What is being asked: If a line in the entries contains the word "supply", list it.

::: Data for this task

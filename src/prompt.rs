//! Terminal prompts shared by the binaries.

use crate::config::Settings;
use crate::error::ToolkitResult;
use std::io::{self, BufRead, Write};

/// Print `label [default]: ` and read one line; empty input gives `default`
pub fn ask(label: &str, default: &str) -> ToolkitResult<String> {
    let stdin = io::stdin();
    ask_from(&mut stdin.lock(), label, default)
}

pub fn ask_from<R: BufRead>(input: &mut R, label: &str, default: &str) -> ToolkitResult<String> {
    if default.is_empty() {
        print!("{}: ", label);
    } else {
        print!("{} [{}]: ", label, default);
    }
    io::stdout().flush()?;

    let mut line = String::new();
    input.read_line(&mut line)?;
    let answer = line.trim();
    Ok(if answer.is_empty() {
        default.to_string()
    } else {
        answer.to_string()
    })
}

/// y/n question, anything but "y" or "yes" is a no
pub fn confirm(question: &str) -> ToolkitResult<bool> {
    let answer = ask(&format!("{} (y/n)", question), "n")?;
    Ok(is_yes(&answer))
}

fn is_yes(answer: &str) -> bool {
    matches!(answer.trim().to_ascii_lowercase().as_str(), "y" | "yes")
}

/// Ask before sending transactions to mainnet. Returns false when the user
/// declines.
pub fn confirm_mainnet(settings: &Settings, assume_yes: bool) -> ToolkitResult<bool> {
    if !settings.is_mainnet() || !settings.security.confirm_mainnet || assume_yes {
        return Ok(true);
    }
    println!("⚠️  You are about to send transactions to MAINNET ({})", settings.solana.rpc_url);
    println!("   Real SOL will be spent.");
    confirm("Continue?")
}
//! Read-only risk audit of mints and token accounts
//!
//! Findings per account kind:
//! - Mint: live mint authority, freeze authority, not initialized, zero supply
//! - Token account: delegate with allowance, frozen, close authority, not initialized
//! - Anything else: missing account, foreign owner, unrecognised layout
//!
//! USDC, USDT and wrapped SOL are exempt from the authority findings.

use super::layout::{self, AccountKind, MintLayout, TokenAccountLayout, TokenAccountState};
use crate::config::SPL_TOKEN_PROGRAM_ID;
use crate::error::ToolkitResult;
use crate::keys::parse_pubkey;
use crate::rpc::{EndpointPool, LedgerRpc};
use serde::{Deserialize, Serialize};
use solana_sdk::account::Account;
use std::collections::HashSet;
use std::time::Duration;

/// Mints allowed to keep mint / freeze authority
pub mod known_tokens {
    pub const USDC: &str = "EPjFWdd5AufqSSqeM2qN1xzybapC8G4wEGGkZwyTDt1v";
    pub const USDT: &str = "Es9vMFrzaCERmJfrF4H2FYD4KCoNkY11McCe8BenwNYB";
    pub const WSOL: &str = "So11111111111111111111111111111111111111112";
}

#[derive(Debug, Clone, Copy, PartialEq, Eq, PartialOrd, Ord, Serialize, Deserialize)]
#[serde(rename_all = "snake_case")]
pub enum Severity {
    Info,
    Warning,
    Critical,
}

#[derive(Debug, Clone, PartialEq, Eq, Serialize, Deserialize)]
pub struct Finding {
    pub severity: Severity,
    pub code: String,
    pub message: String,
}

impl Finding {
    fn new(severity: Severity, code: &str, message: impl Into<String>) -> Self {
        Self {
            severity,
            code: code.to_string(),
            message: message.into(),
        }
    }
}

/// Outcome of scanning one address
#[derive(Debug, Clone, PartialEq, Serialize, Deserialize)]
pub struct ScanResult {
    pub address: String,
    pub kind: AccountKind,
    /// True when any warning or critical finding was raised
    pub flagged: bool,
    pub findings: Vec<Finding>,
    /// Finding messages, flattened for quick reading
    pub reasons: Vec<String>,
    #[serde(skip_serializing_if = "Option::is_none")]
    pub mint: Option<MintLayout>,
    #[serde(skip_serializing_if = "Option::is_none")]
    pub token_account: Option<TokenAccountLayout>,
}

impl ScanResult {
    fn new(address: &str, kind: AccountKind, findings: Vec<Finding>) -> Self {
        let flagged = findings.iter().any(|f| f.severity >= Severity::Warning);
        let reasons = findings.iter().map(|f| f.message.clone()).collect();
        Self {
            address: address.to_string(),
            kind,
            flagged,
            findings,
            reasons,
            mint: None,
            token_account: None,
        }
    }

    pub fn highest_severity(&self) -> Option<Severity> {
        self.findings.iter().map(|f| f.severity).max()
    }
}

/// Mints exempt from authority findings
#[derive(Debug, Clone)]
pub struct AllowList {
    mints: HashSet<String>,
}

impl AllowList {
    pub fn new(extra: &[String]) -> Self {
        let mut mints: HashSet<String> = [known_tokens::USDC, known_tokens::USDT, known_tokens::WSOL]
            .iter()
            .map(|s| s.to_string())
            .collect();
        mints.extend(extra.iter().map(|s| s.trim().to_string()));
        Self { mints }
    }

    pub fn contains(&self, mint: &str) -> bool {
        self.mints.contains(mint)
    }
}

impl Default for AllowList {
    fn default() -> Self {
        Self::new(&[])
    }
}

pub fn audit_mint(address: &str, mint: &MintLayout, allow: &AllowList) -> Vec<Finding> {
    let mut findings = Vec::new();

    if !mint.is_initialized {
        findings.push(Finding::new(
            Severity::Critical,
            "mint_uninitialized",
            "Mint account is not initialized",
        ));
        return findings;
    }

    let allowed = allow.contains(address);
    if let Some(authority) = &mint.mint_authority {
        if !allowed {
            findings.push(Finding::new(
                Severity::Warning,
                "mint_authority_active",
                format!("Mint authority {} can still mint new supply", authority),
            ));
        }
    }
    if let Some(authority) = &mint.freeze_authority {
        if !allowed {
            findings.push(Finding::new(
                Severity::Warning,
                "freeze_authority_active",
                format!("Freeze authority {} can freeze holder accounts", authority),
            ));
        }
    }
    if mint.supply == 0 {
        findings.push(Finding::new(Severity::Info, "zero_supply", "Mint has zero supply"));
    }
    if mint.decimals > 9 {
        findings.push(Finding::new(
            Severity::Info,
            "unusual_decimals",
            format!("Mint uses {} decimals", mint.decimals),
        ));
    }

    findings
}

pub fn audit_token_account(account: &TokenAccountLayout) -> Vec<Finding> {
    let mut findings = Vec::new();

    match account.state {
        TokenAccountState::Uninitialized => {
            findings.push(Finding::new(
                Severity::Critical,
                "account_uninitialized",
                "Token account is not initialized",
            ));
            return findings;
        }
        TokenAccountState::Frozen => findings.push(Finding::new(
            Severity::Warning,
            "account_frozen",
            "Token account is frozen",
        )),
        TokenAccountState::Initialized => {}
    }

    if let Some(delegate) = &account.delegate {
        if account.delegated_amount > 0 {
            findings.push(Finding::new(
                Severity::Warning,
                "delegate_allowance",
                format!(
                    "Delegate {} may move up to {} base units",
                    delegate, account.delegated_amount
                ),
            ));
        }
    }
    if let Some(close_authority) = &account.close_authority {
        if close_authority != &account.owner {
            findings.push(Finding::new(
                Severity::Info,
                "close_authority_set",
                format!("Close authority {} differs from owner", close_authority),
            ));
        }
    }

    findings
}

/// Audit already-fetched account data
pub fn audit_account(address: &str, account: Option<&Account>, allow: &AllowList) -> ScanResult {
    let account = match account {
        Some(account) => account,
        None => {
            return ScanResult::new(
                address,
                AccountKind::Unknown,
                vec![Finding::new(Severity::Critical, "account_missing", "Account not found")],
            )
        }
    };

    if account.owner != SPL_TOKEN_PROGRAM_ID && account.owner != spl_token_2022::id() {
        return ScanResult::new(
            address,
            AccountKind::Unknown,
            vec![Finding::new(
                Severity::Critical,
                "not_token_program",
                format!("Account is owned by {}, not a token program", account.owner),
            )],
        );
    }

    let malformed = |e: crate::error::ToolkitError| {
        ScanResult::new(
            address,
            AccountKind::Unknown,
            vec![Finding::new(Severity::Critical, "malformed_layout", e.to_string())],
        )
    };

    match layout::classify(&account.data) {
        AccountKind::Mint => match layout::parse_mint(&account.data) {
            Ok(mint) => {
                let mut result = ScanResult::new(address, AccountKind::Mint, audit_mint(address, &mint, allow));
                result.mint = Some(mint);
                result
            }
            Err(e) => malformed(e),
        },
        AccountKind::TokenAccount => match layout::parse_token_account(&account.data) {
            Ok(token_account) => {
                let mut result = ScanResult::new(
                    address,
                    AccountKind::TokenAccount,
                    audit_token_account(&token_account),
                );
                result.token_account = Some(token_account);
                result
            }
            Err(e) => malformed(e),
        },
        AccountKind::Unknown => ScanResult::new(
            address,
            AccountKind::Unknown,
            vec![Finding::new(
                Severity::Critical,
                "unknown_layout",
                format!("Unrecognised token program data of {} bytes", account.data.len()),
            )],
        ),
    }
}

/// Fetch and audit one address
pub async fn scan_address(rpc: &dyn LedgerRpc, address: &str, allow: &AllowList) -> ToolkitResult<ScanResult> {
    let pubkey = parse_pubkey(address)?;
    let account = rpc.get_account(&pubkey).await?;
    let result = audit_account(&pubkey.to_string(), account.as_ref(), allow);
    tracing::info!(
        address = %pubkey,
        kind = ?result.kind,
        flagged = result.flagged,
        findings = result.findings.len(),
        "Scanned account"
    );
    Ok(result)
}

/// Scan addresses sequentially through the endpoint pool.
///
/// Addresses that fail to parse or exhaust every endpoint are reported as
/// critical findings instead of aborting the batch.
pub async fn scan_addresses(
    pool: &EndpointPool,
    addresses: &[String],
    allow: &AllowList,
    delay: Duration,
) -> Vec<ScanResult> {
    let mut results = Vec::with_capacity(addresses.len());

    for (index, address) in addresses.iter().enumerate() {
        if index > 0 && !delay.is_zero() {
            tokio::time::sleep(delay).await;
        }

        let outcome = pool
            .run(|rpc| {
                let address = address.clone();
                let allow = allow.clone();
                async move { scan_address(rpc.as_ref(), &address, &allow).await }
            })
            .await;

        results.push(match outcome {
            Ok(found) => found.value,
            Err(e) => ScanResult::new(
                address,
                AccountKind::Unknown,
                vec![Finding::new(Severity::Critical, "scan_failed", e.to_string())],
            ),
        });
    }

    results
}
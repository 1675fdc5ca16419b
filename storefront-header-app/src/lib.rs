//! Platform-agnostic bootstrap for the storefront site header.
//!
//! Provides `HeaderApp` (assembled header plus its background tasks),
//! `HeaderAppBuilder` (adapter injection), and `HeaderHooks` (callbacks for
//! collaborators that extend the header once it is built).

use std::sync::Arc;

use storefront_header_core::config::HeaderConfig;
use storefront_header_core::error::{HeaderError, HeaderResult};
use storefront_header_core::services::{Header, HeaderContext, RegionSwitchService};
use storefront_header_core::traits::{
    ComponentRenderer, EventBus, FragmentLoader, InMemoryEventBus, InMemorySessionStore,
    MetadataSource, Navigator, PlaceholderSource, SessionStore, StaticMetadata, CART_DATA_TOPIC,
};
use storefront_header_core::types::PageLocation;
use tokio::sync::{Mutex, OnceCell};
use tokio::task::JoinHandle;

/// Collaborator hooks for the startup sequence.
///
/// Auth and other widgets implement this to mount themselves into the nav
/// (`Header::append_to_nav_sections`) and keep a handle for
/// `Header::close_navigation`. Use `NoopHeaderHooks` if nothing needs to hook in.
#[async_trait::async_trait]
pub trait HeaderHooks: Send + Sync {
    /// Called once the header is assembled and its cart listener is running.
    async fn on_assembled(&self, _header: &Arc<Header>) {}

    /// Called when assembly fails; the header is not rendered.
    async fn on_assembly_failed(&self, _error: &HeaderError) {}
}

/// No-op hooks for hosts without header collaborators.
pub struct NoopHeaderHooks;

#[async_trait::async_trait]
impl HeaderHooks for NoopHeaderHooks {}

/// Platform-agnostic header application.
///
/// Every host constructs this once per page via `HeaderAppBuilder`.
pub struct HeaderApp {
    /// Header context (holds all collaborator adapters)
    pub ctx: Arc<HeaderContext>,
    /// Country selector service
    pub region_switch: RegionSwitchService,
    location: PageLocation,
    initial_width: u32,
    header: OnceCell<Arc<Header>>,
    cart_listener: Mutex<Option<JoinHandle<()>>>,
}

impl HeaderApp {
    /// Run the startup sequence: assemble → cart listener → hooks.
    ///
    /// Calling it again returns the already assembled header.
    pub async fn run_startup(&self, hooks: &dyn HeaderHooks) -> HeaderResult<Arc<Header>> {
        if let Some(header) = self.header.get() {
            return Ok(Arc::clone(header));
        }

        let header = match Header::assemble(
            Arc::clone(&self.ctx),
            self.location.clone(),
            self.initial_width,
        )
        .await
        {
            Ok(header) => Arc::new(header),
            Err(e) => {
                log::error!("Failed to assemble header: {e}");
                hooks.on_assembly_failed(&e).await;
                return Err(e);
            }
        };
        let header = Arc::clone(self.header.get_or_init(|| async { header }).await);

        self.start_cart_listener(&header).await;
        hooks.on_assembled(&header).await;
        log::info!("Header ready");
        Ok(header)
    }

    /// Subscribe eagerly to cart data so a cart published before startup is
    /// picked up immediately.
    async fn start_cart_listener(&self, header: &Arc<Header>) {
        let mut listener = self.cart_listener.lock().await;
        if listener.is_some() {
            return;
        }
        let subscription = self.ctx.event_bus().subscribe(CART_DATA_TOPIC, true).await;
        let header = Arc::clone(header);
        *listener = Some(tokio::spawn(async move {
            header.follow_cart_events(subscription).await;
        }));
    }

    /// Assembled header, once startup succeeded
    #[must_use]
    pub fn header(&self) -> Option<&Arc<Header>> {
        self.header.get()
    }

    /// Stop background tasks
    pub async fn shutdown(&self) {
        if let Some(handle) = self.cart_listener.lock().await.take() {
            handle.abort();
            log::debug!("Cart listener stopped");
        }
    }
}

/// Builder for constructing `HeaderApp` with platform-specific adapters.
///
/// # Required adapters
/// - `fragment_loader` - how content fragments are fetched
/// - `component_renderer` - how remote components are mounted
/// - `navigator` - how the page navigates
/// - `location` - the current page URL
///
/// # Optional
/// - `config` - defaults to `HeaderConfig::default()`
/// - `metadata` / `placeholders` - default to an empty `StaticMetadata`
/// - `event_bus` - defaults to `InMemoryEventBus`
/// - `session_store` - defaults to `InMemorySessionStore`
/// - `viewport_width` - defaults to the breakpoint (wide layout)
pub struct HeaderAppBuilder {
    config: Option<HeaderConfig>,
    fragment_loader: Option<Arc<dyn FragmentLoader>>,
    component_renderer: Option<Arc<dyn ComponentRenderer>>,
    metadata: Option<Arc<dyn MetadataSource>>,
    placeholders: Option<Arc<dyn PlaceholderSource>>,
    event_bus: Option<Arc<dyn EventBus>>,
    session_store: Option<Arc<dyn SessionStore>>,
    navigator: Option<Arc<dyn Navigator>>,
    location: Option<PageLocation>,
    viewport_width: Option<u32>,
}

impl HeaderAppBuilder {
    #[must_use]
    pub fn new() -> Self {
        Self {
            config: None,
            fragment_loader: None,
            component_renderer: None,
            metadata: None,
            placeholders: None,
            event_bus: None,
            session_store: None,
            navigator: None,
            location: None,
            viewport_width: None,
        }
    }

    #[must_use]
    pub fn config(mut self, config: HeaderConfig) -> Self {
        self.config = Some(config);
        self
    }

    #[must_use]
    pub fn fragment_loader(mut self, loader: Arc<dyn FragmentLoader>) -> Self {
        self.fragment_loader = Some(loader);
        self
    }

    #[must_use]
    pub fn component_renderer(mut self, renderer: Arc<dyn ComponentRenderer>) -> Self {
        self.component_renderer = Some(renderer);
        self
    }

    #[must_use]
    pub fn metadata(mut self, metadata: Arc<dyn MetadataSource>) -> Self {
        self.metadata = Some(metadata);
        self
    }

    #[must_use]
    pub fn placeholders(mut self, placeholders: Arc<dyn PlaceholderSource>) -> Self {
        self.placeholders = Some(placeholders);
        self
    }

    #[must_use]
    pub fn event_bus(mut self, bus: Arc<dyn EventBus>) -> Self {
        self.event_bus = Some(bus);
        self
    }

    #[must_use]
    pub fn session_store(mut self, store: Arc<dyn SessionStore>) -> Self {
        self.session_store = Some(store);
        self
    }

    #[must_use]
    pub fn navigator(mut self, navigator: Arc<dyn Navigator>) -> Self {
        self.navigator = Some(navigator);
        self
    }

    #[must_use]
    pub fn location(mut self, location: PageLocation) -> Self {
        self.location = Some(location);
        self
    }

    #[must_use]
    pub fn viewport_width(mut self, width_px: u32) -> Self {
        self.viewport_width = Some(width_px);
        self
    }

    /// Build the `HeaderApp`.
    ///
    /// # Errors
    /// Returns `HeaderError::Validation` if required adapters are missing or
    /// the config is unusable.
    pub fn build(self) -> HeaderResult<HeaderApp> {
        let config = self.config.unwrap_or_default();
        config.validate()?;

        let fragment_loader = self.fragment_loader.ok_or_else(|| {
            HeaderError::Validation("fragment_loader is required".to_string())
        })?;
        let component_renderer = self.component_renderer.ok_or_else(|| {
            HeaderError::Validation("component_renderer is required".to_string())
        })?;
        let navigator = self
            .navigator
            .ok_or_else(|| HeaderError::Validation("navigator is required".to_string()))?;
        let location = self
            .location
            .ok_or_else(|| HeaderError::Validation("location is required".to_string()))?;

        let metadata = self
            .metadata
            .unwrap_or_else(|| Arc::new(StaticMetadata::new()));
        let placeholders = self
            .placeholders
            .unwrap_or_else(|| Arc::new(StaticMetadata::new()));
        let event_bus = self
            .event_bus
            .unwrap_or_else(|| Arc::new(InMemoryEventBus::new()));
        let session_store = self
            .session_store
            .unwrap_or_else(|| Arc::new(InMemorySessionStore::new()));
        let initial_width = self.viewport_width.unwrap_or(config.breakpoint_px);

        let ctx = Arc::new(HeaderContext::new(
            config,
            fragment_loader,
            component_renderer,
            metadata,
            placeholders,
            event_bus,
            session_store,
            navigator,
        ));
        let region_switch = RegionSwitchService::new(Arc::clone(&ctx));

        Ok(HeaderApp {
            ctx,
            region_switch,
            location,
            initial_width,
            header: OnceCell::new(),
            cart_listener: Mutex::new(None),
        })
    }
}

impl Default for HeaderAppBuilder {
    fn default() -> Self {
        Self::new()
    }
}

::::::

Result for this task:
//! - Mint: live mint authority, freeze authority, not initialized, zero supply
                format!("Mint authority {} can still mint new supply", authority),
    if mint.supply == 0 {
        findings.push(Finding::new(Severity::Info, "zero_supply", "Mint has zero supply"));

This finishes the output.